++++ DATA LISTING ++++

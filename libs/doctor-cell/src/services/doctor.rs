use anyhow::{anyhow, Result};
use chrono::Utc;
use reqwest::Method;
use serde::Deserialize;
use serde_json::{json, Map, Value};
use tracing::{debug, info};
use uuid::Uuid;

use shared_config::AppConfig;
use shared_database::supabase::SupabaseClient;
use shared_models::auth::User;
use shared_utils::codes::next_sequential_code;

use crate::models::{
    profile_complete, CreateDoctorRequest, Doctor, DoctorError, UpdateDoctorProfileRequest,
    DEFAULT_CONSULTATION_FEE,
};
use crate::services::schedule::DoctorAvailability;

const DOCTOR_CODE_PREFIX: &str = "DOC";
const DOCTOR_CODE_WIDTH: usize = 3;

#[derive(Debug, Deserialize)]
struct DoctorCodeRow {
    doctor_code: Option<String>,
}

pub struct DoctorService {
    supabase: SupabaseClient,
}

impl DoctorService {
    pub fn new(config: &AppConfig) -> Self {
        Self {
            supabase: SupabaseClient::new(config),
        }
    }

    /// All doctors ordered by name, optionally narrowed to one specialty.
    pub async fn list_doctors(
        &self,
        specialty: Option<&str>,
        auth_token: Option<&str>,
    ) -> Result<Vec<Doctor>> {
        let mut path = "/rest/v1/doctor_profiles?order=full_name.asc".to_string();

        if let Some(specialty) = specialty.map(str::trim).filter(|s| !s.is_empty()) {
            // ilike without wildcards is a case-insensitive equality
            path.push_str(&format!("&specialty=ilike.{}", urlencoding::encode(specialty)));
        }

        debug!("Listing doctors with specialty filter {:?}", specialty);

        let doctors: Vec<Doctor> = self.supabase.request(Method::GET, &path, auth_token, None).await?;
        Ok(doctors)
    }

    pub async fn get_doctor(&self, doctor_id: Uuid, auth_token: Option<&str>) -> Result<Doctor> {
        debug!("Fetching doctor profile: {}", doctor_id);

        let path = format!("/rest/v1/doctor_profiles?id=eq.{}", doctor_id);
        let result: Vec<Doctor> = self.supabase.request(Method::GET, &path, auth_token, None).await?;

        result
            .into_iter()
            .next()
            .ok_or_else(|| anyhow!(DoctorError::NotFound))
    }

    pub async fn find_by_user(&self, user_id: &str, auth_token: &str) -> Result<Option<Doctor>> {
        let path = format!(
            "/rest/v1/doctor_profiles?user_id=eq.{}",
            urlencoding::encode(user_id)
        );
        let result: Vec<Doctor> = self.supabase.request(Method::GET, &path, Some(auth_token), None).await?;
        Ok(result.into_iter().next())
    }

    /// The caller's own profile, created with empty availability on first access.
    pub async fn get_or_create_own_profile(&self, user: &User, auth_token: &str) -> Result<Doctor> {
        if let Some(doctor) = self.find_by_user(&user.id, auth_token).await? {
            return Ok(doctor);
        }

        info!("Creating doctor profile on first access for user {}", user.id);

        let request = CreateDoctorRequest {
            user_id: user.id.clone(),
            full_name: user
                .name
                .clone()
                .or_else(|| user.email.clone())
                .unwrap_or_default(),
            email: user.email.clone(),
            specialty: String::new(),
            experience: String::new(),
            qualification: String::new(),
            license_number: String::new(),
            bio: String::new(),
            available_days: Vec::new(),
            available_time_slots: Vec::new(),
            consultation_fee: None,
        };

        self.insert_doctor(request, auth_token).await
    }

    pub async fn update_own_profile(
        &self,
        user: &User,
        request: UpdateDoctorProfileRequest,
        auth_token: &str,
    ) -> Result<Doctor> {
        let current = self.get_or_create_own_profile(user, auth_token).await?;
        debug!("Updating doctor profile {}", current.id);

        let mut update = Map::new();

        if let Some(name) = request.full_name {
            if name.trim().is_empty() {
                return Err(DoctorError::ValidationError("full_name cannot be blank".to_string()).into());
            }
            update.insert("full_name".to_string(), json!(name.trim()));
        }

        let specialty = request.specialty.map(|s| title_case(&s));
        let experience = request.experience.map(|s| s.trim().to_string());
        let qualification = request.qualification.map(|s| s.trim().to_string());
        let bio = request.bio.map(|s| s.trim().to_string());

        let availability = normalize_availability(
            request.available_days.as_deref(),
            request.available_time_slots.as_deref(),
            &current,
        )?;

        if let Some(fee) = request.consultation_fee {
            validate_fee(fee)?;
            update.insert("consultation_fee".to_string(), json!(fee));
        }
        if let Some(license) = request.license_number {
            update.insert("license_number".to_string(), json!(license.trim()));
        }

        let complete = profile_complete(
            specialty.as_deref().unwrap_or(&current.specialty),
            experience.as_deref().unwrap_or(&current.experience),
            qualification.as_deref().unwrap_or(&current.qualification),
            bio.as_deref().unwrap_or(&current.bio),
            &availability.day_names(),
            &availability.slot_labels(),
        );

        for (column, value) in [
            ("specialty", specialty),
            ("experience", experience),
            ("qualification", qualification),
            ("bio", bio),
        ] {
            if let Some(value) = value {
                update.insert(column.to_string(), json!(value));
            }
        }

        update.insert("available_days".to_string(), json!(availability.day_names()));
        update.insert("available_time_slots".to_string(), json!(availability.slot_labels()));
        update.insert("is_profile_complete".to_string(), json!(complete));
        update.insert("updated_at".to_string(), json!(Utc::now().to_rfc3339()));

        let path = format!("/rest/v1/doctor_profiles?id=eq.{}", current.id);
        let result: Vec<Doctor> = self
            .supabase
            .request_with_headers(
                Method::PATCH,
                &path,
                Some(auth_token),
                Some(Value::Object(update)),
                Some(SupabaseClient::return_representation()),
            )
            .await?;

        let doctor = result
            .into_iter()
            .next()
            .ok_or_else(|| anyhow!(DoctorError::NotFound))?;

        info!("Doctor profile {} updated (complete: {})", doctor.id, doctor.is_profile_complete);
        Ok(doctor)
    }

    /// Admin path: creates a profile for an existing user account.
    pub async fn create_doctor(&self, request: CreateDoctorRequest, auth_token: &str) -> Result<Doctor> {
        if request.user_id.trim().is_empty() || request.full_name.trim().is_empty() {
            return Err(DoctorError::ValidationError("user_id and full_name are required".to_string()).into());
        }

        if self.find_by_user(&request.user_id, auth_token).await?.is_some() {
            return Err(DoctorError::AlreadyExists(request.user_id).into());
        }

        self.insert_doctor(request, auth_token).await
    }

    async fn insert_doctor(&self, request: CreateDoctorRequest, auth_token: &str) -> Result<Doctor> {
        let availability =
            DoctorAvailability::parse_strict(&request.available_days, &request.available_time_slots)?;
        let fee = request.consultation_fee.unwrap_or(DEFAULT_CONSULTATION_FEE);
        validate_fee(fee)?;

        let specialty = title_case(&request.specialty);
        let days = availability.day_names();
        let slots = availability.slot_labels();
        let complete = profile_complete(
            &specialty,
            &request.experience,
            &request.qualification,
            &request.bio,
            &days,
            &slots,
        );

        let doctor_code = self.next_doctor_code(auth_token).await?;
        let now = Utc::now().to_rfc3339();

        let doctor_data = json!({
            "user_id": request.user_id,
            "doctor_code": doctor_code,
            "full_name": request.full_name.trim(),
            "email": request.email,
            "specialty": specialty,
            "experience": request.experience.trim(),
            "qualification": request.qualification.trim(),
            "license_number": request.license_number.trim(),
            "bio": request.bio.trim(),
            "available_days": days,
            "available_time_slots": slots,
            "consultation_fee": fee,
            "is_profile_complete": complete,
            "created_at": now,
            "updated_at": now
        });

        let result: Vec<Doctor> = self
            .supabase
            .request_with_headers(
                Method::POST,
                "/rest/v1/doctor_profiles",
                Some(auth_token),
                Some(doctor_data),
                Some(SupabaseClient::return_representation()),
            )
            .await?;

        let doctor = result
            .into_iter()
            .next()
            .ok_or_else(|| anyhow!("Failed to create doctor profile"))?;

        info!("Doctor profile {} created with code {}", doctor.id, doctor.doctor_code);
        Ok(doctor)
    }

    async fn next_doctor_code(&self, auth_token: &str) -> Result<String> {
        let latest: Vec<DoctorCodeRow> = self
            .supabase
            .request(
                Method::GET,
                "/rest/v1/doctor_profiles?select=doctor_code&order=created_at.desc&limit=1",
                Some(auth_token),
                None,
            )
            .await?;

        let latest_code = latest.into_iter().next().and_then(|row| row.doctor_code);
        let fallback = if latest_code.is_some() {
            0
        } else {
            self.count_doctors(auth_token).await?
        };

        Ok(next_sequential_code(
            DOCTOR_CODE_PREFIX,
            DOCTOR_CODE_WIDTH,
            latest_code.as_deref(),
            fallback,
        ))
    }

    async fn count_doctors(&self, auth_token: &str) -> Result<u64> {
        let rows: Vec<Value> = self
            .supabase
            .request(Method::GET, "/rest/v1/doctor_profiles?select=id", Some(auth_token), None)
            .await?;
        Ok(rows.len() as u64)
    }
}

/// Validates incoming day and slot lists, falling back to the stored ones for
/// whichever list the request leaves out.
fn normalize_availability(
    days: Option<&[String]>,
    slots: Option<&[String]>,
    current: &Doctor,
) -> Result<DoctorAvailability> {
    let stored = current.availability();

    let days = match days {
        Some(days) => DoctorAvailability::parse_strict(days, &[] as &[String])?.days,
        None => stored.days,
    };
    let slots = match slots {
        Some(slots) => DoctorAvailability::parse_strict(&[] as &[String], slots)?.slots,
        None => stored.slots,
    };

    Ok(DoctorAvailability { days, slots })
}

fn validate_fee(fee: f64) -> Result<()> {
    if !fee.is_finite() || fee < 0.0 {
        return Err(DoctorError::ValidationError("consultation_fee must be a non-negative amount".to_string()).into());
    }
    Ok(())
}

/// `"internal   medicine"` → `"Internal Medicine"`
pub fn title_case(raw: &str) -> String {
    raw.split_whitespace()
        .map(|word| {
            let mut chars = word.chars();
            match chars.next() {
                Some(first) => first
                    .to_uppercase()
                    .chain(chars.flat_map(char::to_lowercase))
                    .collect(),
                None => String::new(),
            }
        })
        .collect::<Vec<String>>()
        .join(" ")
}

++++
++++ DATA LISTING ++++

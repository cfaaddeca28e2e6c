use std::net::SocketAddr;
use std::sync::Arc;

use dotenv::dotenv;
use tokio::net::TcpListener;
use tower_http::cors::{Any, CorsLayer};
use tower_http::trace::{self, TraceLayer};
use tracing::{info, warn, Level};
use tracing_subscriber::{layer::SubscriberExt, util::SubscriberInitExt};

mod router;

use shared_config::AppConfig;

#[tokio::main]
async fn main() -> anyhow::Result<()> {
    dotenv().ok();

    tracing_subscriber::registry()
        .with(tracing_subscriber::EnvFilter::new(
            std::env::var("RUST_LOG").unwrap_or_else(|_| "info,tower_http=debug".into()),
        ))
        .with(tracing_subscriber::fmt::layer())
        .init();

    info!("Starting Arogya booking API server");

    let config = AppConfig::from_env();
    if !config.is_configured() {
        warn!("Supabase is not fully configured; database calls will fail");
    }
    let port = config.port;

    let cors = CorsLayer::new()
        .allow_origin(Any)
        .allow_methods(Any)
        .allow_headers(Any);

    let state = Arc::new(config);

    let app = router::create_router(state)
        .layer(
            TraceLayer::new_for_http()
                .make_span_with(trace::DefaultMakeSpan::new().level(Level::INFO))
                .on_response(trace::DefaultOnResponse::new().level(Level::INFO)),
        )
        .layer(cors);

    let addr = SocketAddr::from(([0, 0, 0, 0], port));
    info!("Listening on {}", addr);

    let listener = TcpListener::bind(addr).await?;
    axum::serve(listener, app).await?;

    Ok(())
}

++++

## EXERCISE OBJECTIVE
Copy out all lines above that include the string "ilike".

## EXERCISE RESPONSE
            // ilike without wildcards is a case-insensitive equality
            path.push_str(&format!("&specialty=ilike.{}", urlencoding::encode(specialty)));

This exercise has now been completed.